Propionic acidemia (PROP) is an autosomal recessive inherited metabolic deficiency caused by multimeric mitochondrial enzyme propionyl-coenzyme A (CoA) carboxylase (PCC). PCC enzyme contains a and b subunits, encoded by the PCCA and PCCB genes that mutations in both subunits are related to propionic acidemia. About 50% of disease-causing variants have been found in PCCA and most mutations related to propionic acidemia are missense mutations. The present study involves three families that are suspicious to hereditary propionic acidemia syndrome. The first family has four, the second family has one, and the third family has two passed-away children. All these families were diagnosed with the same clinical conditions such as poor feeding, vomiting, hypotonia, and lethargy. In the process of finding and confirming the mutation, pathological tests and whole-exome sequencing and sanger sequencing were done.

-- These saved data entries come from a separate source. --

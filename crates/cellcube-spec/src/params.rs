//! Atlas generation parameters.
//!
//! An [`AtlasParams`] value fully describes one run: either a procedural
//! atlas (`noise_type` set) or a pre-existing atlas image (`file_path`
//! set). The mesh fields are passed through to the mesh builder untouched
//! apart from `box_segs`, which also drives UV generation.

use std::str::FromStr;

use serde::{Deserialize, Serialize};
use thiserror::Error;

/// The cellular noise flavour used to color the faces.
#[derive(Debug, Clone, Copy, PartialEq, Eq, Hash, Serialize, Deserialize)]
#[serde(rename_all = "snake_case")]
pub enum NoiseType {
    /// Flat cell colors.
    Base,
    /// Cell colors with hard, linearly blended edges.
    Edges,
    /// Cell colors with smoothstep-rounded edges.
    Rounded,
    /// Solid edge color over a fully transparent cell interior.
    Transparent,
}

impl NoiseType {
    /// All noise types, in the order they are listed to users.
    pub const ALL: [NoiseType; 4] = [
        NoiseType::Base,
        NoiseType::Edges,
        NoiseType::Rounded,
        NoiseType::Transparent,
    ];

    /// Canonical name of this noise type.
    pub fn as_str(&self) -> &'static str {
        match self {
            NoiseType::Base => "base",
            NoiseType::Edges => "edges",
            NoiseType::Rounded => "rounded",
            NoiseType::Transparent => "transparent",
        }
    }

    /// Canonical names of all noise types.
    pub fn names() -> Vec<&'static str> {
        Self::ALL.iter().map(|t| t.as_str()).collect()
    }
}

impl std::fmt::Display for NoiseType {
    fn fmt(&self, f: &mut std::fmt::Formatter<'_>) -> std::fmt::Result {
        f.write_str(self.as_str())
    }
}

/// Error returned when a noise type name is not recognized.
#[derive(Debug, Clone, PartialEq, Eq, Error)]
#[error("unknown noise type '{value}': expected one of {}", NoiseType::names().join(", "))]
pub struct UnknownNoiseType {
    /// The rejected value.
    pub value: String,
}

impl FromStr for NoiseType {
    type Err = UnknownNoiseType;

    fn from_str(s: &str) -> Result<Self, Self::Err> {
        match s.trim().to_ascii_lowercase().as_str() {
            "base" | "voronoi" => Ok(NoiseType::Base),
            "edges" | "edge" => Ok(NoiseType::Edges),
            "rounded" => Ok(NoiseType::Rounded),
            "transparent" => Ok(NoiseType::Transparent),
            _ => Err(UnknownNoiseType {
                value: s.to_string(),
            }),
        }
    }
}

/// Maximum face edge length in pixels.
pub const MAX_FACE_SIZE: u32 = 4096;

/// Maximum quads per face edge of the subdivided cube.
pub const MAX_SEGMENTS: u32 = 1024;

/// Largest `|offset| + grid_extent` accepted, 2^30.
///
/// Keeps every sample point's lattice cell, and its neighbors, well inside
/// the range of a 32-bit cell coordinate.
pub const MAX_COORDINATE: f64 = 1_073_741_824.0;

/// Parameters for one atlas run.
#[derive(Debug, Clone, PartialEq, Serialize, Deserialize)]
#[serde(deny_unknown_fields)]
pub struct AtlasParams {
    /// Noise flavour to generate. Mutually exclusive with `file_path`.
    #[serde(default, skip_serializing_if = "Option::is_none")]
    pub noise_type: Option<String>,
    /// Existing atlas image to load instead of generating one.
    #[serde(default, skip_serializing_if = "Option::is_none")]
    pub file_path: Option<String>,
    /// Extent of the sampling grid along each axis (spatial frequency).
    #[serde(default = "default_grid_extent")]
    pub grid_extent: f64,
    /// Pixels per face edge.
    #[serde(default = "default_size")]
    pub size: u32,
    /// Cube edge length, passed through to the mesh builder.
    #[serde(default = "default_box_size")]
    pub box_size: f64,
    /// Quads per face edge of the subdivided cube.
    #[serde(default = "default_box_segs")]
    pub box_segs: u32,
    /// Seed for the cellular feature points.
    #[serde(default)]
    pub seed: u32,
    /// Offset added to every sample coordinate. Derived from `seed` when absent.
    #[serde(default, skip_serializing_if = "Option::is_none")]
    pub offset: Option<f64>,
    /// Edge color override as [r, g, b] in 0.0-1.0.
    #[serde(default, skip_serializing_if = "Option::is_none")]
    pub edge_color: Option<[f64; 3]>,
    /// Append a `_YYYYmmddHHMMSS` suffix to the artifact name.
    #[serde(default)]
    pub timestamp: bool,
}

fn default_grid_extent() -> f64 {
    4.0
}

fn default_size() -> u32 {
    256
}

fn default_box_size() -> f64 {
    30.0
}

fn default_box_segs() -> u32 {
    5
}

impl Default for AtlasParams {
    fn default() -> Self {
        Self {
            noise_type: None,
            file_path: None,
            grid_extent: default_grid_extent(),
            size: default_size(),
            box_size: default_box_size(),
            box_segs: default_box_segs(),
            seed: 0,
            offset: None,
            edge_color: None,
            timestamp: false,
        }
    }
}

impl AtlasParams {
    /// Parameters for a procedural atlas of the given noise type.
    pub fn procedural(noise_type: NoiseType) -> Self {
        Self {
            noise_type: Some(noise_type.as_str().to_string()),
            ..Self::default()
        }
    }

    /// Parameters for loading an existing atlas image.
    pub fn from_file(path: impl Into<String>) -> Self {
        Self {
            file_path: Some(path.into()),
            ..Self::default()
        }
    }

    /// Parse parameters from a JSON string.
    pub fn from_json(json: &str) -> Result<Self, serde_json::Error> {
        serde_json::from_str(json)
    }

    /// Serialize parameters to pretty-printed JSON.
    pub fn to_json_pretty(&self) -> Result<String, serde_json::Error> {
        serde_json::to_string_pretty(self)
    }

    /// Resolves the configured noise type, if any.
    pub fn parsed_noise_type(&self) -> Option<Result<NoiseType, UnknownNoiseType>> {
        self.noise_type.as_deref().map(str::parse)
    }
}

#[cfg(test)]
mod tests {
    use super::*;
    use pretty_assertions::assert_eq;

    #[test]
    fn parses_canonical_names_and_aliases() {
        assert_eq!("base".parse::<NoiseType>().unwrap(), NoiseType::Base);
        assert_eq!("voronoi".parse::<NoiseType>().unwrap(), NoiseType::Base);
        assert_eq!("Edge".parse::<NoiseType>().unwrap(), NoiseType::Edges);
        assert_eq!("rounded".parse::<NoiseType>().unwrap(), NoiseType::Rounded);
        assert_eq!(
            "transparent".parse::<NoiseType>().unwrap(),
            NoiseType::Transparent
        );
    }

    #[test]
    fn unknown_noise_type_names_valid_options() {
        let err = "bogus".parse::<NoiseType>().unwrap_err();
        assert_eq!(err.value, "bogus");
        assert_eq!(
            err.to_string(),
            "unknown noise type 'bogus': expected one of base, edges, rounded, transparent"
        );
    }

    #[test]
    fn json_defaults_fill_missing_fields() {
        let params = AtlasParams::from_json(r#"{"noise_type": "rounded", "seed": 7}"#).unwrap();
        assert_eq!(params.noise_type.as_deref(), Some("rounded"));
        assert_eq!(params.seed, 7);
        assert_eq!(params.size, 256);
        assert_eq!(params.grid_extent, 4.0);
        assert_eq!(params.box_segs, 5);
        assert_eq!(params.offset, None);
    }

    #[test]
    fn json_rejects_unknown_fields() {
        assert!(AtlasParams::from_json(r#"{"noise": "base"}"#).is_err());
    }

    #[test]
    fn json_roundtrip_preserves_params() {
        let mut params = AtlasParams::procedural(NoiseType::Edges);
        params.offset = Some(12.5);
        params.edge_color = Some([1.0, 0.5, 0.0]);
        let json = params.to_json_pretty().unwrap();
        assert_eq!(AtlasParams::from_json(&json).unwrap(), params);
    }
}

In order to pathological tests and whole-exome sequencing, this is the first report of three novel variants related to propionic acidemia: 1. Novel pathogenic homozygous NM_000532.5: c.503_505del: p.Glu168del mutation of the PCCB exon5 gene, 2. Novel pathogenic homozygous splicing NM_000282:c.1900- 1G>A mutation of PCCA exon22 and exon21, 3. Novel compound heterozygous pathogenic NM_000532.5: c.503_505del: p.Glu168del and likely pathogenic NM_000532.5:c.539T>C: P.F180S mutation of the PCCB exon5 gene. The study shows that PCCA and PCCB have a great role in hereditary propionic acidemia and the results of the present study may be of importance in genetic counseling and finding the best treatment of this syndrome.